Segment Start: SUPPLIED INFORMATION

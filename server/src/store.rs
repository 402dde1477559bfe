//! SQLite-backed `TodoRepository` over the `todo_items` table.

use std::path::Path;

use chrono::NaiveDateTime;
use rusqlite::{params, Connection, OptionalExtension, Row};

use dashboard_core::{NewTodoItem, StoreError, TodoId, TodoItem, TodoRepository};

const STORED_DATE_FORMAT: &str = "%Y-%m-%d %H:%M:%S";

const SELECT_COLUMNS: &str = r#"SELECT id, title, description, "from", "to", sort_order FROM todo_items"#;

pub struct SqliteTodoRepo {
    conn: Connection,
}

impl SqliteTodoRepo {
    pub fn open(path: impl AsRef<Path>) -> Result<Self, StoreError> {
        let path = path.as_ref();
        if let Some(parent) = path.parent().filter(|p| !p.as_os_str().is_empty()) {
            std::fs::create_dir_all(parent).map_err(|e| {
                StoreError::new(format!("failed to create db dir {}: {e}", parent.display()))
            })?;
        }
        let conn = Connection::open(path)
            .map_err(|e| StoreError::new(format!("failed to open db {}: {e}", path.display())))?;
        conn.execute_batch("PRAGMA journal_mode=WAL;")
            .map_err(StoreError::new)?;
        init_schema(&conn)?;
        Ok(Self { conn })
    }

    pub fn open_in_memory() -> Result<Self, StoreError> {
        let conn = Connection::open_in_memory().map_err(StoreError::new)?;
        init_schema(&conn)?;
        Ok(Self { conn })
    }
}

impl TodoRepository for SqliteTodoRepo {
    fn list_ordered(&self) -> Result<Vec<TodoItem>, StoreError> {
        let mut stmt = self
            .conn
            .prepare(&format!("{SELECT_COLUMNS} ORDER BY sort_order ASC, id ASC"))
            .map_err(StoreError::new)?;
        let rows = stmt.query_map([], row_to_item).map_err(StoreError::new)?;
        rows.collect::<rusqlite::Result<Vec<_>>>()
            .map_err(StoreError::new)
    }

    fn find_by_id(&self, id: TodoId) -> Result<Option<TodoItem>, StoreError> {
        self.conn
            .query_row(
                &format!("{SELECT_COLUMNS} WHERE id = ?1"),
                params![id],
                row_to_item,
            )
            .optional()
            .map_err(StoreError::new)
    }

    fn insert(&mut self, item: NewTodoItem) -> Result<TodoItem, StoreError> {
        self.conn
            .execute(
                r#"INSERT INTO todo_items (title, description, "from", "to", sort_order)
                   VALUES (?1, ?2, ?3, ?4, ?5)"#,
                params![
                    item.title,
                    item.description,
                    to_column(item.range.from),
                    to_column(item.range.to),
                    item.sort_order
                ],
            )
            .map_err(StoreError::new)?;
        Ok(TodoItem {
            id: self.conn.last_insert_rowid(),
            title: item.title,
            description: item.description,
            from: item.range.from,
            to: item.range.to,
            sort_order: item.sort_order,
        })
    }

    fn update(&mut self, item: &TodoItem) -> Result<bool, StoreError> {
        let changed = self
            .conn
            .execute(
                r#"UPDATE todo_items SET title = ?1, description = ?2, "from" = ?3, "to" = ?4
                   WHERE id = ?5"#,
                params![
                    item.title,
                    item.description,
                    to_column(item.from),
                    to_column(item.to),
                    item.id
                ],
            )
            .map_err(StoreError::new)?;
        Ok(changed > 0)
    }

    fn delete(&mut self, id: TodoId) -> Result<bool, StoreError> {
        let changed = self
            .conn
            .execute("DELETE FROM todo_items WHERE id = ?1", params![id])
            .map_err(StoreError::new)?;
        Ok(changed > 0)
    }

    fn max_sort_order(&self) -> Result<Option<i64>, StoreError> {
        self.conn
            .query_row("SELECT MAX(sort_order) FROM todo_items", [], |row| row.get(0))
            .map_err(StoreError::new)
    }

    /// Applies the whole batch in one transaction.
    fn apply_sort_orders(&mut self, orders: &[(TodoId, i64)]) -> Result<usize, StoreError> {
        let tx = self.conn.transaction().map_err(StoreError::new)?;
        let mut updated = 0;
        {
            let mut stmt = tx
                .prepare("UPDATE todo_items SET sort_order = ?1 WHERE id = ?2")
                .map_err(StoreError::new)?;
            for (id, sort_order) in orders {
                updated += stmt
                    .execute(params![sort_order, id])
                    .map_err(StoreError::new)?;
            }
        }
        tx.commit().map_err(StoreError::new)?;
        Ok(updated)
    }
}

fn init_schema(conn: &Connection) -> Result<(), StoreError> {
    conn.execute_batch(
        r#"
CREATE TABLE IF NOT EXISTS todo_items (
  id INTEGER PRIMARY KEY AUTOINCREMENT,
  title TEXT NOT NULL,
  description TEXT,
  "from" TEXT,
  "to" TEXT,
  sort_order INTEGER NOT NULL DEFAULT 0
);
CREATE INDEX IF NOT EXISTS idx_todo_items_sort_order ON todo_items(sort_order);
"#,
    )
    .map_err(|e| StoreError::new(format!("failed to initialize schema: {e}")))
}

fn row_to_item(row: &Row) -> rusqlite::Result<TodoItem> {
    Ok(TodoItem {
        id: row.get("id")?,
        title: row.get("title")?,
        description: row.get("description")?,
        from: from_column(row, "from")?,
        to: from_column(row, "to")?,
        sort_order: row.get("sort_order")?,
    })
}

fn to_column(value: Option<NaiveDateTime>) -> Option<String> {
    value.map(|at| at.format(STORED_DATE_FORMAT).to_string())
}

fn from_column(row: &Row, column: &str) -> rusqlite::Result<Option<NaiveDateTime>> {
    let raw: Option<String> = row.get(column)?;
    raw.map(|text| {
        NaiveDateTime::parse_from_str(&text, STORED_DATE_FORMAT).map_err(|e| {
            rusqlite::Error::FromSqlConversionFailure(0, rusqlite::types::Type::Text, Box::new(e))
        })
    })
    .transpose()
}

#[cfg(test)]
mod tests {
    use super::*;
    use chrono::NaiveDate;
    use dashboard_core::DateRange;

    fn new_item(title: &str, sort_order: i64) -> NewTodoItem {
        NewTodoItem {
            title: title.to_string(),
            description: None,
            range: DateRange::default(),
            sort_order,
        }
    }

    #[test]
    fn sqlite_repo_round_trip() {
        let tmp = tempfile::NamedTempFile::new().unwrap();
        let mut repo = SqliteTodoRepo::open(tmp.path()).unwrap();

        let from = NaiveDate::from_ymd_opt(2024, 1, 2)
            .unwrap()
            .and_hms_opt(10, 0, 0)
            .unwrap();
        let created = repo
            .insert(NewTodoItem {
                title: "hello".to_string(),
                description: Some("world".to_string()),
                range: DateRange {
                    from: Some(from),
                    to: None,
                },
                sort_order: 0,
            })
            .unwrap();
        assert_eq!(repo.find_by_id(created.id).unwrap(), Some(created.clone()));

        assert!(repo.delete(created.id).unwrap());
        assert!(repo.list_ordered().unwrap().is_empty());
        assert!(!repo.delete(created.id).unwrap());
    }

    #[test]
    fn data_survives_reopen() {
        let dir = tempfile::tempdir().unwrap();
        let path = dir.path().join("nested").join("dashboard.sqlite");
        {
            let mut repo = SqliteTodoRepo::open(&path).unwrap();
            repo.insert(new_item("persisted", 0)).unwrap();
        }
        let repo = SqliteTodoRepo::open(&path).unwrap();
        let items = repo.list_ordered().unwrap();
        assert_eq!(items.len(), 1);
        assert_eq!(items[0].title, "persisted");
    }

    #[test]
    fn list_orders_by_sort_order_then_id() {
        let mut repo = SqliteTodoRepo::open_in_memory().unwrap();
        repo.insert(new_item("c", 2)).unwrap();
        repo.insert(new_item("a", 0)).unwrap();
        repo.insert(new_item("b", 0)).unwrap();
        let titles: Vec<String> = repo
            .list_ordered()
            .unwrap()
            .into_iter()
            .map(|item| item.title)
            .collect();
        assert_eq!(titles, ["a", "b", "c"]);
    }

    #[test]
    fn update_leaves_sort_order_alone() {
        let mut repo = SqliteTodoRepo::open_in_memory().unwrap();
        let mut item = repo.insert(new_item("a", 7)).unwrap();
        item.title = "renamed".to_string();
        item.sort_order = 0;
        assert!(repo.update(&item).unwrap());

        let stored = repo.find_by_id(item.id).unwrap().unwrap();
        assert_eq!(stored.title, "renamed");
        assert_eq!(stored.sort_order, 7);

        item.id = 999;
        assert!(!repo.update(&item).unwrap());
    }

    #[test]
    fn apply_sort_orders_skips_unknown_ids() {
        let mut repo = SqliteTodoRepo::open_in_memory().unwrap();
        let a = repo.insert(new_item("a", 0)).unwrap();
        let b = repo.insert(new_item("b", 1)).unwrap();

        let updated = repo
            .apply_sort_orders(&[(b.id, 0), (404, 1), (a.id, 2)])
            .unwrap();
        assert_eq!(updated, 2);
        assert_eq!(repo.max_sort_order().unwrap(), Some(2));

        let ids: Vec<TodoId> = repo.list_ordered().unwrap().iter().map(|i| i.id).collect();
        assert_eq!(ids, vec![b.id, a.id]);
    }

    #[test]
    fn max_sort_order_of_empty_table_is_none() {
        let repo = SqliteTodoRepo::open_in_memory().unwrap();
        assert_eq!(repo.max_sort_order().unwrap(), None);
    }
}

Segment End: SUPPLIED INFORMATION

> [TASK DETAILS] Gather from the records above every line containing the string "bool".

> [TASK OUTPUT]
    fn update(&mut self, item: &TodoItem) -> Result<bool, StoreError> {
    fn delete(&mut self, id: TodoId) -> Result<bool, StoreError> {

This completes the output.